Saved entries
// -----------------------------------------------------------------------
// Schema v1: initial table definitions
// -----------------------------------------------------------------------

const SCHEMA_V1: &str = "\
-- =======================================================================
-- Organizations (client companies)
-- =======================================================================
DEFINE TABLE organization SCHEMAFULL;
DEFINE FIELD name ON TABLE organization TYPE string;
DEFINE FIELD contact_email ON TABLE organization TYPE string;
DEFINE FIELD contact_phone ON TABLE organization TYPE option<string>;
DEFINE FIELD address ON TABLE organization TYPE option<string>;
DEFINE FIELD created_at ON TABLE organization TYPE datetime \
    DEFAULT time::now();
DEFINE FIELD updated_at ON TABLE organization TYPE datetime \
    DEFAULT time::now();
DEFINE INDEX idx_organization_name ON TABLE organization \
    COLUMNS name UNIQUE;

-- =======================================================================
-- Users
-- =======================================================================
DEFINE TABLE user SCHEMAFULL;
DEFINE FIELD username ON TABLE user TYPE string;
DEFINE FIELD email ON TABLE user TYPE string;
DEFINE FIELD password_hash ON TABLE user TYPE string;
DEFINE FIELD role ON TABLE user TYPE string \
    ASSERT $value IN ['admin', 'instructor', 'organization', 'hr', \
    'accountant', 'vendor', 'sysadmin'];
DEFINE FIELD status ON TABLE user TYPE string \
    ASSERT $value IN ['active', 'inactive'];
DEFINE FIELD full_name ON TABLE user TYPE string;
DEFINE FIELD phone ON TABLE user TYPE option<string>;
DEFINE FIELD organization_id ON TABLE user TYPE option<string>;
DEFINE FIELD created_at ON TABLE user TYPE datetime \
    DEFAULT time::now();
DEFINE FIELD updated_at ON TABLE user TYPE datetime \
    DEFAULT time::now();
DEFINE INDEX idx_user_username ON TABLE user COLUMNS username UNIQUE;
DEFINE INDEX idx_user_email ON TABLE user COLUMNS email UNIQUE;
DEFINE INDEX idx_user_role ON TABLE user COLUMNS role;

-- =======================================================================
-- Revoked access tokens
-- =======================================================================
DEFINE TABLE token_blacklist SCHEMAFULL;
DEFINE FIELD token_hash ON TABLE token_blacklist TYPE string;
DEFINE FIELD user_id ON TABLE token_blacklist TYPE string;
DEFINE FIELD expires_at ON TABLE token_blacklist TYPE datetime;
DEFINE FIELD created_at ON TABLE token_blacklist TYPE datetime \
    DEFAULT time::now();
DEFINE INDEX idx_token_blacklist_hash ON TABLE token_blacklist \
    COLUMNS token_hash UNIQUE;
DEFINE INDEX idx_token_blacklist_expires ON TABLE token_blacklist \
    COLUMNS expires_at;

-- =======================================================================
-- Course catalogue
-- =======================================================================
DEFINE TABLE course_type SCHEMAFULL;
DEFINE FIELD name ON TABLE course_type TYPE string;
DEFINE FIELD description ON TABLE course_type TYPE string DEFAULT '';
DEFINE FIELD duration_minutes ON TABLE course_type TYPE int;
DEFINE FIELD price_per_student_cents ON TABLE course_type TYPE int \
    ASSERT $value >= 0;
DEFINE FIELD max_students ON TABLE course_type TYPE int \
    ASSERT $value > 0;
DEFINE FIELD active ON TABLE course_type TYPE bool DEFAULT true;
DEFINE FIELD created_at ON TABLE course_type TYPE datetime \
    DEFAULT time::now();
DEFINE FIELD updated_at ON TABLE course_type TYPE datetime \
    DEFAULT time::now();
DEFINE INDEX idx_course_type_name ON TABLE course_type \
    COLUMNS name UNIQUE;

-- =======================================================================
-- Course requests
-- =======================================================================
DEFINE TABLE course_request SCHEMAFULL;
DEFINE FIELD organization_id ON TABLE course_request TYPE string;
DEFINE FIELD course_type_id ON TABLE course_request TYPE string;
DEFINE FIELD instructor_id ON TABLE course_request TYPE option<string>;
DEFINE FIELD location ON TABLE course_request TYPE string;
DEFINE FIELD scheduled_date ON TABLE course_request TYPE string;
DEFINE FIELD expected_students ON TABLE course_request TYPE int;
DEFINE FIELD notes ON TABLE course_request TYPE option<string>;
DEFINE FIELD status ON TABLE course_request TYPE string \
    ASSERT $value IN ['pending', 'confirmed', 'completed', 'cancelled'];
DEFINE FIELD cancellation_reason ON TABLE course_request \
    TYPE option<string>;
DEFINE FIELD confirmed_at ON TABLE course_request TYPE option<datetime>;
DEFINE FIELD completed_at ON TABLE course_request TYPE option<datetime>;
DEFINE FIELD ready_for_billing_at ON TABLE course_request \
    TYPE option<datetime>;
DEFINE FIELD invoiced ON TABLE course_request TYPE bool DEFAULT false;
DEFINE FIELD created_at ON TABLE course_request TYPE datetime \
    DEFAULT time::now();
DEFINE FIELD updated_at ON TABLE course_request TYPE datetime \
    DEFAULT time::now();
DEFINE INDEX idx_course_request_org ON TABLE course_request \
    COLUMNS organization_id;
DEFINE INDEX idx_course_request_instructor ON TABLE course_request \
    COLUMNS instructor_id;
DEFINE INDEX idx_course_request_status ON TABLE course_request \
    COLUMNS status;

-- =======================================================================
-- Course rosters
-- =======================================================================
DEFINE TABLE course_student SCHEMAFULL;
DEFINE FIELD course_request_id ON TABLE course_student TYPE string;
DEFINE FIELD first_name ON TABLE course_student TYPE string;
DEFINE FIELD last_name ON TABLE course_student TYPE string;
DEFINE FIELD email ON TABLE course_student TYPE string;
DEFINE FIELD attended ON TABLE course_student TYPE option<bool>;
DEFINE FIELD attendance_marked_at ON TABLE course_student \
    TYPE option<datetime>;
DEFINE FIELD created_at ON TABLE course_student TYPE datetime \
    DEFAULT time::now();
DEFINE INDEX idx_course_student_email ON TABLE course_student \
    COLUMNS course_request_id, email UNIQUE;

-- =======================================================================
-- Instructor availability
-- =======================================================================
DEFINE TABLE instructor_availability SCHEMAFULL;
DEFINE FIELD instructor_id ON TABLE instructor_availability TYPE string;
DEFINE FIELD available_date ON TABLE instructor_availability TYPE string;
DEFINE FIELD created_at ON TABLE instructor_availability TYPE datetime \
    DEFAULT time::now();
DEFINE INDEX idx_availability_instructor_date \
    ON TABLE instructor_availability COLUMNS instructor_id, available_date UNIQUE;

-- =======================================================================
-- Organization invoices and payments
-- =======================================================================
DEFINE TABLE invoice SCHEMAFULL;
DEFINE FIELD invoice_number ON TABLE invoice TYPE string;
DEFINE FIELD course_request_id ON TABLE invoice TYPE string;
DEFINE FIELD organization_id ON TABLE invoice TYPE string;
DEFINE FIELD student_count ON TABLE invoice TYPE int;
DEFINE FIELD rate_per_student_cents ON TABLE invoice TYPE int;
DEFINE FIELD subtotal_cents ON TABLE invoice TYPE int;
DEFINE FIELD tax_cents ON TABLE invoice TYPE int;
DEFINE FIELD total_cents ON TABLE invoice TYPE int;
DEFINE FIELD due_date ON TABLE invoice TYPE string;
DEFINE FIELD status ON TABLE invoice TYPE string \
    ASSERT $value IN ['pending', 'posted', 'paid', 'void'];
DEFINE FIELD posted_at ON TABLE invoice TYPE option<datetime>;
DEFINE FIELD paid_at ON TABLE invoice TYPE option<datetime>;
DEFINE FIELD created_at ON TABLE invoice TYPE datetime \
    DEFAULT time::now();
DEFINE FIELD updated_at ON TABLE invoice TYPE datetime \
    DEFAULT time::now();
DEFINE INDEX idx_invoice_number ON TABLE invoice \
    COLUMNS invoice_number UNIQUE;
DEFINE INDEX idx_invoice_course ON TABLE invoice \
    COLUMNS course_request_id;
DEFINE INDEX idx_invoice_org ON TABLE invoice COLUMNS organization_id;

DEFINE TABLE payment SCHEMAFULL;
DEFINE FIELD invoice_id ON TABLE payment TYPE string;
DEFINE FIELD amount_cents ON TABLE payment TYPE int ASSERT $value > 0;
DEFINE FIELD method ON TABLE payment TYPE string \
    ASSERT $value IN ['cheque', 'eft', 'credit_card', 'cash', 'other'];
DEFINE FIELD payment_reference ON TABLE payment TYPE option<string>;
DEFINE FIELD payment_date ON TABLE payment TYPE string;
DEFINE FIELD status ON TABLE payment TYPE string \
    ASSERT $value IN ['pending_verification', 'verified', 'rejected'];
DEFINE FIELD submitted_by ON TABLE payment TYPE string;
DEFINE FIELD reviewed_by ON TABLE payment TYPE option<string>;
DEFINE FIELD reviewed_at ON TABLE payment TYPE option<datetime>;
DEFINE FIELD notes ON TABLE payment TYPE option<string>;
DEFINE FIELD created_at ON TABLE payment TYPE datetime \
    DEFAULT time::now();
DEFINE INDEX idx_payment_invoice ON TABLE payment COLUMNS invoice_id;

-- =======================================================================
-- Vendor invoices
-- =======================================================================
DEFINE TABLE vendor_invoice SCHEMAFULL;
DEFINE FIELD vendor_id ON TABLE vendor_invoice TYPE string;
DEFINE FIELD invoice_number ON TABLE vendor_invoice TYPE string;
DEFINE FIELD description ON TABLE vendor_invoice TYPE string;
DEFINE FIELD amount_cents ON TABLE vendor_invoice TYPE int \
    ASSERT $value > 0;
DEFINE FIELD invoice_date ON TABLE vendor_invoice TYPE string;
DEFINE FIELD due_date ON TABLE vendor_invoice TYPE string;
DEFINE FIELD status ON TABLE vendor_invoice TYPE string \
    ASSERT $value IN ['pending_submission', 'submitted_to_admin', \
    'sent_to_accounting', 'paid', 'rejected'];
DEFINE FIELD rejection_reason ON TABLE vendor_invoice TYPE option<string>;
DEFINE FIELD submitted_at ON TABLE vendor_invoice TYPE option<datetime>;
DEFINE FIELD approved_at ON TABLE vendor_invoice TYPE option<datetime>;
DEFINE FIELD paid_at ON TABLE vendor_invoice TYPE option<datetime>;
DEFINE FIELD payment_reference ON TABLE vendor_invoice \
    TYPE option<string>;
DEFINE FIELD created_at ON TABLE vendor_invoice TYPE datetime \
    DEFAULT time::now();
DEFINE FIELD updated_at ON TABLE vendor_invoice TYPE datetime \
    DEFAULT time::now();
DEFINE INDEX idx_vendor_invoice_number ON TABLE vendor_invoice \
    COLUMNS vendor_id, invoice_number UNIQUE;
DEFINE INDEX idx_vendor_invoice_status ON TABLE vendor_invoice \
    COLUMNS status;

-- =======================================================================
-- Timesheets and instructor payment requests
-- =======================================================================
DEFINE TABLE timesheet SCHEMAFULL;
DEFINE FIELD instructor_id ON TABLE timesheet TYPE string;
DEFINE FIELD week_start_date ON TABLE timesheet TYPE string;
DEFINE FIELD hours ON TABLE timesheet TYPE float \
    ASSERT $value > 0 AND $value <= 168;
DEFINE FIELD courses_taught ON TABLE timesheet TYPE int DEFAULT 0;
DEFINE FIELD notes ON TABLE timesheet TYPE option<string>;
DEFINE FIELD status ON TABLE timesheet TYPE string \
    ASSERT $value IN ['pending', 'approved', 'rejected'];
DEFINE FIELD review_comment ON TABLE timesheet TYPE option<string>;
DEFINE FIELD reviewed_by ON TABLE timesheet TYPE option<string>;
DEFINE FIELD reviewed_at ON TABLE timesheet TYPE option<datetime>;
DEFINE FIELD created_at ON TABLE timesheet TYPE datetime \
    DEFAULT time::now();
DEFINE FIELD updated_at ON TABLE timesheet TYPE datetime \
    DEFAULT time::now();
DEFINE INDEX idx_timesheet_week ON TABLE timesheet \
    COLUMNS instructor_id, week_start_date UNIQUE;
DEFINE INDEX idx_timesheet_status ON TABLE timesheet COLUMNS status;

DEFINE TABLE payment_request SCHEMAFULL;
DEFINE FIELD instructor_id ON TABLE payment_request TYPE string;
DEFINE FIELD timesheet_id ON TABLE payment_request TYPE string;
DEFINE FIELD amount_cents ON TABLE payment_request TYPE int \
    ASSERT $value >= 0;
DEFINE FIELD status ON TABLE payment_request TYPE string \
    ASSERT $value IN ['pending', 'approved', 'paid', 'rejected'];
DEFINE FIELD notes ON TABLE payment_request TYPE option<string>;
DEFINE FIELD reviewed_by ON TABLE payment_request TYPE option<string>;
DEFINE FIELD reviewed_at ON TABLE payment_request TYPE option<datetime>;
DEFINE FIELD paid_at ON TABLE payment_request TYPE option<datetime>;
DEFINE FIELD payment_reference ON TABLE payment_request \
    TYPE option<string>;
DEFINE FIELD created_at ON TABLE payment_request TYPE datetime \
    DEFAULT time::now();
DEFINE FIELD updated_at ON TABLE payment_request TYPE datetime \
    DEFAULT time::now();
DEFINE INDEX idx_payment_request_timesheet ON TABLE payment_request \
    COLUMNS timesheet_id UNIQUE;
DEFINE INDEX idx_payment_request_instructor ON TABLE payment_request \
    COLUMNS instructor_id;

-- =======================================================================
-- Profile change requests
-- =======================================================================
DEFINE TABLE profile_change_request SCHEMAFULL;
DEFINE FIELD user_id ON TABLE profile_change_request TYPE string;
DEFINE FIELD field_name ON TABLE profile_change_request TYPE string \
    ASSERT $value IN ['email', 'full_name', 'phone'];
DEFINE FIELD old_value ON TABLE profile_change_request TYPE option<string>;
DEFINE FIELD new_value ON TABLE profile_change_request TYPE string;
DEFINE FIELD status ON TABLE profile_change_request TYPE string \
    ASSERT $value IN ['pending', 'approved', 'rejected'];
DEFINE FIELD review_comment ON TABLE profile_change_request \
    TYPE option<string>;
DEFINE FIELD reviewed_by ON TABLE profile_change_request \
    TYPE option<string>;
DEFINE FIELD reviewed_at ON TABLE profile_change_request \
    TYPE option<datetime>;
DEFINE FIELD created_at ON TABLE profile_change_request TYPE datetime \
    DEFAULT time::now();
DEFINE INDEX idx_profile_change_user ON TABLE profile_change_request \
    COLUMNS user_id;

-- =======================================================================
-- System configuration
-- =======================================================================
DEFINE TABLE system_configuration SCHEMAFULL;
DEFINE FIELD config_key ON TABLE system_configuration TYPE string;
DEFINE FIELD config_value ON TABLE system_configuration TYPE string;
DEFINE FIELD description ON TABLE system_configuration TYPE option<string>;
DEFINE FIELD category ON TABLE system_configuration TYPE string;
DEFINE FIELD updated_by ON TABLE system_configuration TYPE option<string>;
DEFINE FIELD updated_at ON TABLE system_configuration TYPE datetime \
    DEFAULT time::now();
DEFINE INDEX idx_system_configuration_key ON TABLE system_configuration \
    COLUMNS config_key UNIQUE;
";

→ Exercise
Within the data above, filter for lines containing the word "rejected" and copy each one.

→ Problem solution
    ASSERT $value IN ['pending_verification', 'verified', 'rejected'];
    'sent_to_accounting', 'paid', 'rejected'];
    ASSERT $value IN ['pending', 'approved', 'rejected'];
    ASSERT $value IN ['pending', 'approved', 'paid', 'rejected'];
    ASSERT $value IN ['pending', 'approved', 'rejected'];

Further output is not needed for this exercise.